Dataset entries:
-*-

//! Scroll position and window measurement for the list panel.

use rlistview::{WindowBounds, ITEM_HEIGHT};

/// State related to the visible part of the list.
///
/// Responsibilities:
/// - Tracking vertical scroll position and viewport height
/// - Measuring the row window the renderer should materialize
#[derive(Debug, Clone, Default)]
pub struct ViewportState {
    scroll_y: f32,
    viewport_height: f32,
}

impl ViewportState {
    pub fn new() -> Self {
        Self::default()
    }

    /// Resets the scroll position, e.g. when a new document is loaded.
    pub fn reset(&mut self) {
        self.scroll_y = 0.0;
    }

    pub fn scroll_y(&self) -> f32 {
        self.scroll_y
    }

    pub fn viewport_height(&self) -> f32 {
        self.viewport_height
    }

    /// Records the scroll area's geometry after a frame.
    pub fn record(&mut self, scroll_y: f32, viewport_height: f32) {
        self.scroll_y = scroll_y.max(0.0);
        self.viewport_height = viewport_height.max(0.0);
    }

    /// Measures the window for the next render pass.
    ///
    /// # Returns
    /// `None` when windowing is switched off, so every row is materialized.
    pub fn window(&self, windowing: bool) -> Option<WindowBounds> {
        windowing.then(|| WindowBounds::from_viewport(self.scroll_y, self.viewport_height, ITEM_HEIGHT))
    }
}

-*-

▸ **What is being asked**
Retype all of the lines shown above, keeping each one exact.

▸ **Result below**
//! Scroll position and window measurement for the list panel.

use rlistview::{WindowBounds, ITEM_HEIGHT};

/// State related to the visible part of the list.
///
/// Responsibilities:
/// - Tracking vertical scroll position and viewport height
/// - Measuring the row window the renderer should materialize
#[derive(Debug, Clone, Default)]
pub struct ViewportState {
    scroll_y: f32,
    viewport_height: f32,
}

impl ViewportState {
    pub fn new() -> Self {
        Self::default()
    }

    /// Resets the scroll position, e.g. when a new document is loaded.
    pub fn reset(&mut self) {
        self.scroll_y = 0.0;
    }

    pub fn scroll_y(&self) -> f32 {
        self.scroll_y
    }

    pub fn viewport_height(&self) -> f32 {
        self.viewport_height
    }

    /// Records the scroll area's geometry after a frame.
    pub fn record(&mut self, scroll_y: f32, viewport_height: f32) {
        self.scroll_y = scroll_y.max(0.0);
        self.viewport_height = viewport_height.max(0.0);
    }

    /// Measures the window for the next render pass.
    ///
    /// # Returns
    /// `None` when windowing is switched off, so every row is materialized.
    pub fn window(&self, windowing: bool) -> Option<WindowBounds> {
        windowing.then(|| WindowBounds::from_viewport(self.scroll_y, self.viewport_height, ITEM_HEIGHT))
    }
}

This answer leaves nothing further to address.